_DESCRIPTION OF THE TASK:_ In the data below, find each line carrying the string "table" and copy it out.
---------- SUPPLIED MATERIAL ----------
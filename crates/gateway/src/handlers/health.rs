//! Health check handler

use crate::AppState;
use axum::{extract::State, Json};
use serde::Serialize;

#[derive(Serialize)]
pub struct HealthResponse {
    pub status: &'static str,
    pub db: &'static str,
    pub embedder: &'static str,
    pub llm: &'static str,
}

/// Never blocks on the LLM: `LlmGateway::status` uses `try_lock` and
/// reports its best approximation if generation is in flight.
pub async fn health(State(state): State<AppState>) -> Json<HealthResponse> {
    let db = if state.db.ping().await.is_ok() { "up" } else { "down" };
    let llm = state.llm.status();
    let status = if db == "up" && llm != "unavailable" { "ok" } else { "degraded" };

    Json(HealthResponse {
        status,
        db,
        embedder: "up",
        llm,
    })
}
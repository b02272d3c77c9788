//! Configuration management for the Avoda service
//!
//! Layered loading from default/environment/local files and `APP__`-prefixed
//! environment variables, following the same `config`-crate builder chain
//! used across this family of services.

use config::{Config, ConfigError, Environment, File};
use serde::{Deserialize, Serialize};
use std::collections::HashMap;
use std::time::Duration;

/// Main application configuration.
#[derive(Debug, Clone, Deserialize, Serialize)]
pub struct AppConfig {
    pub server: ServerConfig,
    pub database: DatabaseConfig,
    pub embedding: EmbeddingConfig,
    pub llm: LlmConfig,
    pub observability: ObservabilityConfig,
    /// The rule-based query parser and hybrid retriever's tunables.
    pub query: QueryConfig,
}

#[derive(Debug, Clone, Deserialize, Serialize)]
pub struct ServerConfig {
    #[serde(default = "default_host")]
    pub host: String,
    #[serde(default = "default_port")]
    pub port: u16,
    #[serde(default = "default_shutdown_timeout")]
    pub shutdown_timeout_secs: u64,
}

#[derive(Debug, Clone, Deserialize, Serialize)]
pub struct DatabaseConfig {
    pub url: String,
    #[serde(default = "default_max_connections")]
    pub max_connections: u32,
    #[serde(default = "default_min_connections")]
    pub min_connections: u32,
    #[serde(default = "default_connect_timeout")]
    pub connect_timeout_secs: u64,
    #[serde(default = "default_idle_timeout")]
    pub idle_timeout_secs: u64,
}

#[derive(Debug, Clone, Deserialize, Serialize)]
pub struct EmbeddingConfig {
    /// Which embedder backend to construct; `"candle"` loads the real
    /// local model, anything else falls back to the deterministic embedder.
    #[serde(default = "default_embedding_provider")]
    pub provider: String,
    /// HuggingFace repo id of the sentence-embedding model.
    #[serde(default = "default_embedding_model")]
    pub model_repo: String,
    #[serde(default = "default_embedding_dimension")]
    pub dimension: usize,
}

#[derive(Debug, Clone, Deserialize, Serialize)]
pub struct LlmConfig {
    /// HuggingFace repo id of the causal language model.
    #[serde(default = "default_llm_model")]
    pub model_repo: String,
    #[serde(default = "default_queue_depth")]
    pub queue_depth: usize,
    pub generation: GenerationConfig,
    pub timeouts: TimeoutConfig,
}

#[derive(Debug, Clone, Deserialize, Serialize)]
pub struct GenerationConfig {
    #[serde(default = "default_max_new_tokens_cpu")]
    pub max_new_tokens_cpu: usize,
    #[serde(default = "default_max_new_tokens_accel")]
    pub max_new_tokens_accel: usize,
    #[serde(default = "default_temperature")]
    pub temperature: f32,
    #[serde(default = "default_decoding")]
    pub decoding: String,
}

#[derive(Debug, Clone, Deserialize, Serialize)]
pub struct TimeoutConfig {
    #[serde(default = "default_total_timeout_ms")]
    pub total_ms: u64,
    #[serde(default = "default_generate_timeout_ms")]
    pub generate_ms: u64,
}

#[derive(Debug, Clone, Deserialize, Serialize)]
pub struct ObservabilityConfig {
    #[serde(default = "default_log_level")]
    pub log_level: String,
    #[serde(default = "default_metrics_port")]
    pub metrics_port: u16,
    #[serde(default = "default_service_name")]
    pub service_name: String,
}

/// Every tunable driving the rule-based query parser and the hybrid
/// retriever. Loaded as a JSON document (or the `query` table of the layered
/// config sources) rather than hard-coded, since the trigger/label
/// vocabularies are deployment-specific (Hebrew at runtime).
#[derive(Debug, Clone, Deserialize, Serialize)]
pub struct QueryConfig {
    /// intent -> trigger tokens
    #[serde(default = "default_intent_triggers")]
    pub intent_triggers: HashMap<String, Vec<String>>,
    #[serde(default = "default_urgency_triggers")]
    pub urgency_triggers: Vec<String>,
    #[serde(default = "default_projects_entity_triggers")]
    pub projects_entity_triggers: Vec<String>,
    #[serde(default = "default_answer_retrieval_triggers")]
    pub answer_retrieval_triggers: Vec<String>,
    /// query_type -> trigger tokens
    #[serde(default = "default_query_type_triggers")]
    pub query_type_triggers: HashMap<String, Vec<String>>,
    /// Hebrew keyword -> internal text-chunk field label (the same label
    /// strings `target_fields_by_intent` uses)
    #[serde(default = "default_field_label_map")]
    pub field_label_map: HashMap<String, String>,
    #[serde(default = "default_stop_words_for_name_extraction")]
    pub stop_words_for_name_extraction: Vec<String>,
    /// intent -> ordered list of target field labels
    #[serde(default = "default_target_fields_by_intent")]
    pub target_fields_by_intent: HashMap<String, Vec<String>>,
    #[serde(default = "default_thresholds")]
    pub thresholds: ThresholdConfig,
    #[serde(default = "default_urgency_horizon_days")]
    pub urgency_horizon_days: i64,
    #[serde(default = "default_chunk_fetch_multiplier")]
    pub chunk_fetch_multiplier: usize,
    #[serde(default = "default_boosts")]
    pub boosts: BoostConfig,
}

#[derive(Debug, Clone, Deserialize, Serialize)]
pub struct ThresholdConfig {
    #[serde(default = "default_threshold_person_project")]
    pub person_project: f32,
    #[serde(default = "default_threshold_general")]
    pub general: f32,
    #[serde(default = "default_threshold_mixed")]
    pub mixed: f32,
}

#[derive(Debug, Clone, Deserialize, Serialize)]
pub struct BoostConfig {
    #[serde(default = "default_boost_exact")]
    pub exact_in_target_field: f32,
    #[serde(default = "default_boost_entity")]
    pub entity_in_chunk: f32,
    #[serde(default = "default_boost_base")]
    pub base: f32,
}

// Default value functions, following the pattern of one free function per
// defaulted field.
fn default_host() -> String { "0.0.0.0".to_string() }
fn default_port() -> u16 { 8080 }
fn default_shutdown_timeout() -> u64 { 30 }
fn default_max_connections() -> u32 { 20 }
fn default_min_connections() -> u32 { 2 }
fn default_connect_timeout() -> u64 { 10 }
fn default_idle_timeout() -> u64 { 300 }
fn default_embedding_provider() -> String { "candle".to_string() }
fn default_embedding_model() -> String { "sentence-transformers/all-MiniLM-L6-v2".to_string() }
fn default_embedding_dimension() -> usize { 384 }
fn default_llm_model() -> String { "Qwen/Qwen2.5-1.5B-Instruct".to_string() }
fn default_queue_depth() -> usize { 4 }
fn default_max_new_tokens_cpu() -> usize { 200 }
fn default_max_new_tokens_accel() -> usize { 500 }
fn default_temperature() -> f32 { 0.7 }
fn default_decoding() -> String { "greedy".to_string() }
fn default_total_timeout_ms() -> u64 { 120_000 }
fn default_generate_timeout_ms() -> u64 { 90_000 }
fn default_log_level() -> String { "info".to_string() }
fn default_metrics_port() -> u16 { 9090 }
fn default_service_name() -> String { "avoda".to_string() }
fn default_urgency_horizon_days() -> i64 { 7 }
fn default_chunk_fetch_multiplier() -> usize { 3 }
fn default_threshold_person_project() -> f32 { 0.5 }
fn default_threshold_general() -> f32 { 0.4 }
fn default_threshold_mixed() -> f32 { 0.2 }
fn default_boost_exact() -> f32 { 2.0 }
fn default_boost_entity() -> f32 { 1.5 }
fn default_boost_base() -> f32 { 1.0 }

fn default_thresholds() -> ThresholdConfig {
    ThresholdConfig {
        person_project: default_threshold_person_project(),
        general: default_threshold_general(),
        mixed: default_threshold_mixed(),
    }
}

fn default_boosts() -> BoostConfig {
    BoostConfig {
        exact_in_target_field: default_boost_exact(),
        entity_in_chunk: default_boost_entity(),
        base: default_boost_base(),
    }
}

// Default Hebrew/English vocabulary for the rule-based query parser. These
// back a clean checkout with a working parser out of the box; a real
// deployment overrides them with its own `query` config table.
fn default_intent_triggers() -> HashMap<String, Vec<String>> {
    let mut m = HashMap::new();
    m.insert("person".to_string(), vec!["by".to_string(), "מאת".to_string(), "מ".to_string()]);
    m.insert("project".to_string(), vec!["project".to_string(), "פרויקט".to_string()]);
    m.insert("type".to_string(), vec!["type".to_string(), "סוג".to_string()]);
    m.insert("status".to_string(), vec!["status".to_string(), "סטטוס".to_string()]);
    m
}

fn default_urgency_triggers() -> Vec<String> {
    vec!["urgent".to_string(), "דחוף".to_string()]
}

fn default_projects_entity_triggers() -> Vec<String> {
    vec!["projects".to_string(), "פרויקטים".to_string()]
}

fn default_answer_retrieval_triggers() -> Vec<String> {
    vec!["answer for".to_string(), "תשובה עבור".to_string()]
}

fn default_query_type_triggers() -> HashMap<String, Vec<String>> {
    let mut m = HashMap::new();
    m.insert("urgent".to_string(), vec!["urgent".to_string(), "דחוף".to_string()]);
    m.insert("answer_retrieval".to_string(), vec!["answer for".to_string(), "תשובה עבור".to_string()]);
    m.insert("similar".to_string(), vec!["similar to".to_string(), "דומה ל".to_string()]);
    m.insert("count".to_string(), vec!["how many".to_string(), "כמה".to_string()]);
    m.insert("summarize".to_string(), vec!["summarize".to_string(), "סכם".to_string()]);
    m
}

/// Hebrew field keyword -> the same display-label strings
/// `target_fields_by_intent` uses, so a keyword found in the raw query text
/// maps straight onto a target field without a second vocabulary.
fn default_field_label_map() -> HashMap<String, String> {
    let mut m = HashMap::new();
    m.insert("פרויקט".to_string(), "Project".to_string());
    m.insert("עודכן על ידי".to_string(), "Updated By".to_string());
    m.insert("סוג".to_string(), "Type".to_string());
    m.insert("סטטוס".to_string(), "Status".to_string());
    m
}

fn default_stop_words_for_name_extraction() -> Vec<String> {
    vec![
        "of".to_string(),
        "in".to_string(),
        "from".to_string(),
        "של".to_string(),
        "עם".to_string(),
    ]
}

fn default_target_fields_by_intent() -> HashMap<String, Vec<String>> {
    let mut m = HashMap::new();
    m.insert("person".to_string(), vec!["Updated By".to_string(), "Created By".to_string()]);
    m.insert("project".to_string(), vec!["Project".to_string()]);
    m.insert("type".to_string(), vec!["Type".to_string()]);
    m.insert("status".to_string(), vec!["Status".to_string()]);
    m
}

impl AppConfig {
    /// Load configuration from layered files and `APP__`-prefixed environment
    /// variables.
    pub fn load() -> Result<Self, ConfigError> {
        let env = std::env::var("APP_ENV").unwrap_or_else(|_| "development".to_string());

        let config = Config::builder()
            .set_default("server.host", default_host())?
            .set_default("server.port", default_port() as i64)?
            .add_source(File::with_name("config/default").required(false))
            .add_source(File::with_name(&format!("config/{}", env)).required(false))
            .add_source(File::with_name("config/local").required(false))
            .add_source(
                Environment::with_prefix("APP")
                    .separator("__")
                    .try_parsing(true),
            )
            .build()?;

        config.try_deserialize()
    }

    /// Load from a specific file, still honouring `APP__` environment
    /// overrides on top.
    pub fn from_file(path: &str) -> Result<Self, ConfigError> {
        let config = Config::builder()
            .add_source(File::with_name(path))
            .add_source(
                Environment::with_prefix("APP")
                    .separator("__")
                    .try_parsing(true),
            )
            .build()?;

        config.try_deserialize()
    }

    pub fn shutdown_timeout(&self) -> Duration {
        Duration::from_secs(self.server.shutdown_timeout_secs)
    }

    pub fn total_timeout(&self) -> Duration {
        Duration::from_millis(self.llm.timeouts.total_ms)
    }

    pub fn generate_timeout(&self) -> Duration {
        Duration::from_millis(self.llm.timeouts.generate_ms)
    }

    /// Read connection credentials from environment variables, falling
    /// back to a fully-assembled `DATABASE_URL` when present.
    pub fn read_database_url() -> Option<String> {
        if let Ok(url) = std::env::var("DATABASE_URL") {
            return Some(url);
        }
        let host = std::env::var("PGHOST").ok()?;
        let port = std::env::var("PGPORT").unwrap_or_else(|_| "5432".to_string());
        let db = std::env::var("PGDATABASE").ok()?;
        let user = std::env::var("PGUSER").ok()?;
        let password = std::env::var("PGPASSWORD").unwrap_or_default();
        Some(format!(
            "postgres://{user}:{password}@{host}:{port}/{db}"
        ))
    }
}

#[cfg(test)]
mod tests {
    use super::*;

    fn sample_query_config() -> QueryConfig {
        QueryConfig {
            intent_triggers: HashMap::new(),
            urgency_triggers: vec![],
            projects_entity_triggers: vec![],
            answer_retrieval_triggers: vec![],
            query_type_triggers: HashMap::new(),
            field_label_map: HashMap::new(),
            stop_words_for_name_extraction: vec![],
            target_fields_by_intent: HashMap::new(),
            thresholds: ThresholdConfig {
                person_project: default_threshold_person_project(),
                general: default_threshold_general(),
                mixed: default_threshold_mixed(),
            },
            urgency_horizon_days: default_urgency_horizon_days(),
            chunk_fetch_multiplier: default_chunk_fetch_multiplier(),
            boosts: BoostConfig {
                exact_in_target_field: default_boost_exact(),
                entity_in_chunk: default_boost_entity(),
                base: default_boost_base(),
            },
        }
    }

    #[test]
    fn test_threshold_defaults_match_spec() {
        let q = sample_query_config();
        assert_eq!(q.thresholds.person_project, 0.5);
        assert_eq!(q.thresholds.general, 0.4);
        assert_eq!(q.thresholds.mixed, 0.2);
    }

    #[test]
    fn test_boost_defaults_match_spec() {
        let q = sample_query_config();
        assert_eq!(q.boosts.exact_in_target_field, 2.0);
        assert_eq!(q.boosts.entity_in_chunk, 1.5);
        assert_eq!(q.boosts.base, 1.0);
    }

    #[test]
    fn test_urgency_horizon_default_is_seven_days() {
        assert_eq!(default_urgency_horizon_days(), 7);
    }

    #[test]
    fn test_query_config_deserializes_from_empty_document() {
        // A clean checkout with no `query` table at all must still produce a
        // working parser vocabulary rather than failing to deserialize.
        let q: QueryConfig = serde_json::from_str("{}").expect("QueryConfig should fall back to defaults");
        assert!(q.intent_triggers.contains_key("person"));
        assert!(!q.field_label_map.is_empty());
        assert!(!q.target_fields_by_intent.is_empty());
    }
}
----------
_RESPONSE BOX:_
/// retriever. Loaded as a JSON document (or the `query` table of the layered
// deployment overrides them with its own `query` config table.
        // A clean checkout with no `query` table at all must still produce a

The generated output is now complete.